Saved data entries
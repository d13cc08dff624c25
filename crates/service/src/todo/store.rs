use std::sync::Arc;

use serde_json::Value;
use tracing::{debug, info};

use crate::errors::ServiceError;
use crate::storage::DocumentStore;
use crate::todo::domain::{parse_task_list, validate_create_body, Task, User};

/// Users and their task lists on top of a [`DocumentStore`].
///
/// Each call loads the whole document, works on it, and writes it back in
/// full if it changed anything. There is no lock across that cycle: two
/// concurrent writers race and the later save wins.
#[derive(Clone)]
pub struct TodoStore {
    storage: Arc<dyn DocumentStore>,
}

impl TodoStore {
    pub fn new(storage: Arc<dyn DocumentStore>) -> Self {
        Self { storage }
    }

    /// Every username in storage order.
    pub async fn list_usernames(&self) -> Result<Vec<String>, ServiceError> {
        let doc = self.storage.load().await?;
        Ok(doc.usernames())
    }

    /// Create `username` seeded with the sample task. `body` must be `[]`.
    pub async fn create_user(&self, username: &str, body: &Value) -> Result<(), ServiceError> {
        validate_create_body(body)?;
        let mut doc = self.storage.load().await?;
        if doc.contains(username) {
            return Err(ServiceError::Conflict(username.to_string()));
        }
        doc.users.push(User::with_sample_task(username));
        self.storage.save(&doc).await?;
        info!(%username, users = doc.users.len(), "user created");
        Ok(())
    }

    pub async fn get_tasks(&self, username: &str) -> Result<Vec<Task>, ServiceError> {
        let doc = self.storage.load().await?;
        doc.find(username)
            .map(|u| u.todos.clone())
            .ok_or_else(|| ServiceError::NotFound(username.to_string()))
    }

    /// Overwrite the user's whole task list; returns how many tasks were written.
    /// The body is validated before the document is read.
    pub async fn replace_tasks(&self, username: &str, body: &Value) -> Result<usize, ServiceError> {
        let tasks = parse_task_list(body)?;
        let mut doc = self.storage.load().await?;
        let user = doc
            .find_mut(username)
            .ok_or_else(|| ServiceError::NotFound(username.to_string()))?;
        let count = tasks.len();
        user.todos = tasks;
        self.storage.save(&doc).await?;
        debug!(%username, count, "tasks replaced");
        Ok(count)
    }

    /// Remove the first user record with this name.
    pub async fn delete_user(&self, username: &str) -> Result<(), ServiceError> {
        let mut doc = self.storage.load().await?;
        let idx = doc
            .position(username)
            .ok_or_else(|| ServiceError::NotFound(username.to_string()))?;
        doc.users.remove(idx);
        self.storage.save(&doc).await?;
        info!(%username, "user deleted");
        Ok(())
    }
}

» **Task to carry out**: Reproduce all the records precisely.

» **Written answer**:
repository d13cc08dff624c25
filename crates/service/src/todo/store.rs
use std::sync::Arc;

use serde_json::Value;
use tracing::{debug, info};

use crate::errors::ServiceError;
use crate::storage::DocumentStore;
use crate::todo::domain::{parse_task_list, validate_create_body, Task, User};

/// Users and their task lists on top of a [`DocumentStore`].
///
/// Each call loads the whole document, works on it, and writes it back in
/// full if it changed anything. There is no lock across that cycle: two
/// concurrent writers race and the later save wins.
#[derive(Clone)]
pub struct TodoStore {
    storage: Arc<dyn DocumentStore>,
}

impl TodoStore {
    pub fn new(storage: Arc<dyn DocumentStore>) -> Self {
        Self { storage }
    }

    /// Every username in storage order.
    pub async fn list_usernames(&self) -> Result<Vec<String>, ServiceError> {
        let doc = self.storage.load().await?;
        Ok(doc.usernames())
    }

    /// Create `username` seeded with the sample task. `body` must be `[]`.
    pub async fn create_user(&self, username: &str, body: &Value) -> Result<(), ServiceError> {
        validate_create_body(body)?;
        let mut doc = self.storage.load().await?;
        if doc.contains(username) {
            return Err(ServiceError::Conflict(username.to_string()));
        }
        doc.users.push(User::with_sample_task(username));
        self.storage.save(&doc).await?;
        info!(%username, users = doc.users.len(), "user created");
        Ok(())
    }

    pub async fn get_tasks(&self, username: &str) -> Result<Vec<Task>, ServiceError> {
        let doc = self.storage.load().await?;
        doc.find(username)
            .map(|u| u.todos.clone())
            .ok_or_else(|| ServiceError::NotFound(username.to_string()))
    }

    /// Overwrite the user's whole task list; returns how many tasks were written.
    /// The body is validated before the document is read.
    pub async fn replace_tasks(&self, username: &str, body: &Value) -> Result<usize, ServiceError> {
        let tasks = parse_task_list(body)?;
        let mut doc = self.storage.load().await?;
        let user = doc
            .find_mut(username)
            .ok_or_else(|| ServiceError::NotFound(username.to_string()))?;
        let count = tasks.len();
        user.todos = tasks;
        self.storage.save(&doc).await?;
        debug!(%username, count, "tasks replaced");
        Ok(count)
    }

    /// Remove the first user record with this name.
    pub async fn delete_user(&self, username: &str) -> Result<(), ServiceError> {
        let mut doc = self.storage.load().await?;
        let idx = doc
            .position(username)
            .ok_or_else(|| ServiceError::NotFound(username.to_string()))?;
        doc.users.remove(idx);
        self.storage.save(&doc).await?;
        info!(%username, "user deleted");
        Ok(())
    }
}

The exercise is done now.